D'autres y voient tout simplement une erreur, tel le sénateur Yves Pozzo di Borgo :
A gauche, les soutiens à François Hollande se font rares, le candidat à la primaire des écologistes Yannick Jadot soutient quant à lui la posture du chef d'Etat français.
Plus à gauche encore, Jean-Luc Mélenchon, a fustigé pour sa part le bras de fer imposé par François Hollande à la Russie, qualifiant les propos du président de «bavardages». «Je désapprouve absolument ce que [François Hollande] est en train de faire, qui est totalement contraire aux intérêts de la France», a dénoncé le fondateur du Parti de gauche.
Une position pas si éloignée de celle de Florian Philippot qui dénonce une politique étrangère française calquée sur celle des Etats-Unis.
Quai d'Orsay et Kremlin : deux réalités différentes
Pourtant, avant même l'interview fatidique, ça n'allait pas très fort entre le Quai d'Orsay et la diplomatie russe.
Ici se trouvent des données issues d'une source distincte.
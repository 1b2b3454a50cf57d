//! Cache Modification Lock
//!
//! Puts hold this lock in shared mode around their commit phase so that a
//! region-wide operation such as `clear` (which takes it exclusively) never
//! interleaves with commit-phase bookkeeping. It does not serialize puts
//! against each other; per-key atomicity comes from the entry table.
//!
//! ```text
//!   put commit ──┐
//!   put commit ──┼──> shared ──┐
//!   destroy    ──┘             ├── RegionModificationLock
//!   clear      ──> exclusive ──┘
//! ```

use parking_lot::{Condvar, Mutex};

/// A lock the commit phase acquires and releases.
pub trait CacheModificationLock: Send + Sync {
    fn lock(&self);
    fn unlock(&self);
}

/// Holds a [`CacheModificationLock`] for the lifetime of the guard.
///
/// The lock is released in `Drop`, so every exit path releases it, including
/// early returns through `?` and unwinding.
#[must_use = "the lock is released as soon as the guard is dropped"]
pub struct ModificationGuard<'a> {
    lock: &'a dyn CacheModificationLock,
}

impl<'a> ModificationGuard<'a> {
    pub fn acquire(lock: &'a dyn CacheModificationLock) -> Self {
        lock.lock();
        Self { lock }
    }
}

impl Drop for ModificationGuard<'_> {
    fn drop(&mut self) {
        self.lock.unlock();
    }
}

#[derive(Debug, Default)]
struct LockState {
    shared: usize,
    exclusive: bool,
    /// Exclusive acquirers waiting for shared holders to drain
    exclusive_waiting: usize,
}

/// Shared/exclusive modification lock for a region.
///
/// Exclusive acquirers take priority: once one is waiting, new shared
/// acquirers wait behind it, so a steady stream of puts cannot starve a
/// clear. Shared acquisition is therefore not reentrant while an exclusive
/// acquirer is pending.
#[derive(Debug, Default)]
pub struct RegionModificationLock {
    state: Mutex<LockState>,
    changed: Condvar,
}

impl RegionModificationLock {
    pub fn new() -> Self {
        Self::default()
    }

    /// Waits for all shared holders to leave, then holds the lock exclusively.
    pub fn lock_exclusive(&self) -> ExclusiveGuard<'_> {
        let mut state = self.state.lock();
        state.exclusive_waiting += 1;
        while state.exclusive || state.shared > 0 {
            self.changed.wait(&mut state);
        }
        state.exclusive_waiting -= 1;
        state.exclusive = true;
        ExclusiveGuard { lock: self }
    }

    /// Number of exclusive acquirers currently waiting.
    pub fn exclusive_waiters(&self) -> usize {
        self.state.lock().exclusive_waiting
    }

    /// Number of current shared holders.
    pub fn shared_holders(&self) -> usize {
        self.state.lock().shared
    }

    pub fn is_exclusively_held(&self) -> bool {
        self.state.lock().exclusive
    }
}

impl CacheModificationLock for RegionModificationLock {
    fn lock(&self) {
        let mut state = self.state.lock();
        while state.exclusive || state.exclusive_waiting > 0 {
            self.changed.wait(&mut state);
        }
        state.shared += 1;
    }

    fn unlock(&self) {
        let mut state = self.state.lock();
        state.shared = state.shared.saturating_sub(1);
        if state.shared == 0 {
            self.changed.notify_all();
        }
    }
}

/// Exclusive hold on a [`RegionModificationLock`].
#[must_use = "the lock is released as soon as the guard is dropped"]
pub struct ExclusiveGuard<'a> {
    lock: &'a RegionModificationLock,
}

impl Drop for ExclusiveGuard<'_> {
    fn drop(&mut self) {
        let mut state = self.lock.state.lock();
        state.exclusive = false;
        self.lock.changed.notify_all();
    }
}

#[cfg(test)]
mod tests {
    use super::*;
    use std::sync::atomic::{AtomicBool, Ordering};
    use std::sync::Arc;
    use std::thread;
    use std::time::Duration;

    #[test]
    fn test_guard_releases_on_drop() {
        let lock = RegionModificationLock::new();
        {
            let _first = ModificationGuard::acquire(&lock);
            let _second = ModificationGuard::acquire(&lock);
            assert_eq!(lock.shared_holders(), 2);
        }
        assert_eq!(lock.shared_holders(), 0);
    }

    #[test]
    fn test_guard_releases_on_early_return() {
        fn hook() -> Result<(), &'static str> {
            Err("hook failed")
        }

        fn fails(lock: &RegionModificationLock) -> Result<(), &'static str> {
            let _guard = ModificationGuard::acquire(lock);
            hook()?;
            Ok(())
        }

        let lock = RegionModificationLock::new();
        assert!(fails(&lock).is_err());
        assert_eq!(lock.shared_holders(), 0);
    }

    #[test]
    fn test_exclusive_waits_for_shared() {
        let lock = Arc::new(RegionModificationLock::new());
        let acquired = Arc::new(AtomicBool::new(false));

        let guard = ModificationGuard::acquire(lock.as_ref());

        let handle = {
            let lock = Arc::clone(&lock);
            let acquired = Arc::clone(&acquired);
            thread::spawn(move || {
                let _exclusive = lock.lock_exclusive();
                acquired.store(true, Ordering::SeqCst);
            })
        };

        thread::sleep(Duration::from_millis(50));
        assert!(!acquired.load(Ordering::SeqCst));

        drop(guard);
        handle.join().unwrap();
        assert!(acquired.load(Ordering::SeqCst));
        assert!(!lock.is_exclusively_held());
    }

    #[test]
    fn test_shared_waits_for_exclusive() {
        let lock = Arc::new(RegionModificationLock::new());
        let exclusive = lock.lock_exclusive();
        let acquired = Arc::new(AtomicBool::new(false));

        let handle = {
            let lock = Arc::clone(&lock);
            let acquired = Arc::clone(&acquired);
            thread::spawn(move || {
                let _guard = ModificationGuard::acquire(lock.as_ref());
                acquired.store(true, Ordering::SeqCst);
            })
        };

        thread::sleep(Duration::from_millis(50));
        assert!(!acquired.load(Ordering::SeqCst));

        drop(exclusive);
        handle.join().unwrap();
        assert!(acquired.load(Ordering::SeqCst));
    }

    #[test]
    fn test_pending_exclusive_blocks_new_shared() {
        let lock = Arc::new(RegionModificationLock::new());
        let cleared = Arc::new(AtomicBool::new(false));
        let late_acquired = Arc::new(AtomicBool::new(false));

        let first = ModificationGuard::acquire(lock.as_ref());

        let clearer = {
            let lock = Arc::clone(&lock);
            let cleared = Arc::clone(&cleared);
            thread::spawn(move || {
                let _exclusive = lock.lock_exclusive();
                cleared.store(true, Ordering::SeqCst);
                thread::sleep(Duration::from_millis(20));
            })
        };
        while lock.exclusive_waiters() == 0 {
            thread::yield_now();
        }

        let late = {
            let lock = Arc::clone(&lock);
            let cleared = Arc::clone(&cleared);
            let late_acquired = Arc::clone(&late_acquired);
            thread::spawn(move || {
                let _guard = ModificationGuard::acquire(lock.as_ref());
                // Admitted only after the exclusive holder ran
                assert!(cleared.load(Ordering::SeqCst));
                late_acquired.store(true, Ordering::SeqCst);
            })
        };

        thread::sleep(Duration::from_millis(50));
        assert_eq!(lock.shared_holders(), 1);
        assert!(!late_acquired.load(Ordering::SeqCst));
        assert!(!cleared.load(Ordering::SeqCst));

        drop(first);
        clearer.join().unwrap();
        late.join().unwrap();
        assert!(cleared.load(Ordering::SeqCst));
        assert!(late_acquired.load(Ordering::SeqCst));
        assert_eq!(lock.shared_holders(), 0);
    }
}
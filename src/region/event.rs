//! Entry Events
//!
//! An event carries the caller's [`PutRequest`] through the put path and
//! records what happened to it. The put path hands the event the slot it
//! admitted; the event is the single place where the expected old value is
//! enforced and the previous value is captured.

use crate::entry::{EntrySlot, SlotConflict};
use crate::region::context::RegionContext;
use crate::region::error::{PutError, PutResult};
use crate::region::request::{Operation, PutRequest};
use bytes::Bytes;
use std::sync::Arc;
use tracing::trace;

/// Which admission path a put took.
#[derive(Debug, Clone, Copy, PartialEq, Eq)]
pub enum AdmissionPath {
    /// A new slot was installed
    Created,
    /// An existing live slot was updated in place
    Updated,
}

/// The event side of a put, as seen by the admission protocol.
pub trait EventRecord {
    fn request(&self) -> &PutRequest;

    fn operation(&self) -> Operation;

    fn key(&self) -> &Bytes {
        &self.request().key
    }

    /// The value replaced by an update, when it was captured.
    fn old_value(&self) -> Option<&Bytes>;

    /// Binds a freshly installed slot to this event.
    ///
    /// The slot is already visible in the table when this runs, so a
    /// concurrent put may update it in place first. If this fails, the put
    /// path retires the slot only when no such update has landed.
    fn put_new_entry(&mut self, ctx: &RegionContext<'_>, slot: &Arc<EntrySlot>) -> PutResult<()>;

    /// Applies `value` to an existing live slot.
    ///
    /// Returns `Ok(false)` without touching the slot if it was destroyed after
    /// lookup and the caller asked for neither the old value nor a match.
    ///
    /// Fails if `expected_old_value` is given and does not match, or if the
    /// slot was destroyed while its old value or a match was required.
    fn put_existing_entry(
        &mut self,
        ctx: &RegionContext<'_>,
        slot: &Arc<EntrySlot>,
        value: Bytes,
        require_old_value: bool,
        expected_old_value: Option<&Bytes>,
    ) -> PutResult<bool>;
}

/// The standard [`EventRecord`].
#[derive(Debug, Clone)]
pub struct EntryEvent {
    request: PutRequest,
    operation: Operation,
    path: Option<AdmissionPath>,
    old_value: Option<Bytes>,
}

impl EntryEvent {
    pub fn new(request: PutRequest) -> Self {
        let operation = request.operation;
        Self {
            request,
            operation,
            path: None,
            old_value: None,
        }
    }

    /// The path taken, or `None` if the put was declined or failed.
    pub fn path(&self) -> Option<AdmissionPath> {
        self.path
    }

    pub fn take_old_value(&mut self) -> Option<Bytes> {
        self.old_value.take()
    }
}

impl EventRecord for EntryEvent {
    fn request(&self) -> &PutRequest {
        &self.request
    }

    fn operation(&self) -> Operation {
        self.operation
    }

    fn old_value(&self) -> Option<&Bytes> {
        self.old_value.as_ref()
    }

    fn put_new_entry(&mut self, ctx: &RegionContext<'_>, slot: &Arc<EntrySlot>) -> PutResult<()> {
        self.operation = Operation::Create;
        self.path = Some(AdmissionPath::Created);
        self.old_value = None;

        trace!(region = ctx.name(), key = ?slot.key(), "new entry bound to event");
        Ok(())
    }

    fn put_existing_entry(
        &mut self,
        ctx: &RegionContext<'_>,
        slot: &Arc<EntrySlot>,
        value: Bytes,
        require_old_value: bool,
        expected_old_value: Option<&Bytes>,
    ) -> PutResult<bool> {
        let old = match slot.compare_and_set(expected_old_value, value) {
            Ok(old) => old,
            Err(SlotConflict::ValueMismatch) => {
                return Err(PutError::ExpectedValueMismatch {
                    key: self.request.key.clone(),
                });
            }
            Err(SlotConflict::Removed) if require_old_value || expected_old_value.is_some() => {
                return Err(PutError::EntryRemoved {
                    key: self.request.key.clone(),
                });
            }
            Err(SlotConflict::Removed) => {
                trace!(
                    region = ctx.name(),
                    key = ?slot.key(),
                    "existing entry destroyed before update"
                );
                return Ok(false);
            }
        };

        self.operation = Operation::Update;
        self.path = Some(AdmissionPath::Updated);
        self.old_value = require_old_value.then_some(old);

        trace!(
            region = ctx.name(),
            key = ?slot.key(),
            version = slot.version(),
            "existing entry updated"
        );
        Ok(true)
    }
}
Le 6 octobre, Jean-Marc Ayrault se rendait à Moscou rencontrer son homologue, le ministre des Affaires étrangères russe Sergueï Lavrov afin de défendre le projet de résolution français devant le Conseil de sécurité de l'Organisation des Nations unies (ONU).
L'enjeu : l'«arrêt des bombardements» sur les djihadistes des organisations terroristes retranchées dans certains quartiers de la partie Est d'Alep, dont al-Nosra, émanation d'Al-Qaida en Syrie, d'inspiration salafiste, aujourd'hui rebaptisée «Fatah al-Cham», et qui avait approuvé les attentats de Paris en novembre 2015. Des terroristes que les médias occidentaux comme les politiciens atlantistes qualifient de «rebelles».
«La Russie ne peut laisser faire cela», avait ainsi plaidé le chef de la diplomatie française, alors que la partie ouest de la ville syrienne avait été libérée par l'armée régulière syrienne et avec l'appui de l'aviation russe. En vain. Après l'échec du cessez-le-feu mis à profit par les «rebelles» pour se réorganiser et après les propositions d'évacuation sous sauf-conduit par le gouvernement de Damas, la Russie a opposé son veto à la résolution française. Ce texte prévoyait l'interdiction de survol de la ville d'Alep dans son ensemble, ce qui aurait à nouveau donné l'avantage aux terroristes salafistes, lesquels pourraient bombarder à nouveau la partie Ouest libérée de l'agglomération. L'échec de la résolution française pourrait-il donc expliquer l'amertume de François Hollande ?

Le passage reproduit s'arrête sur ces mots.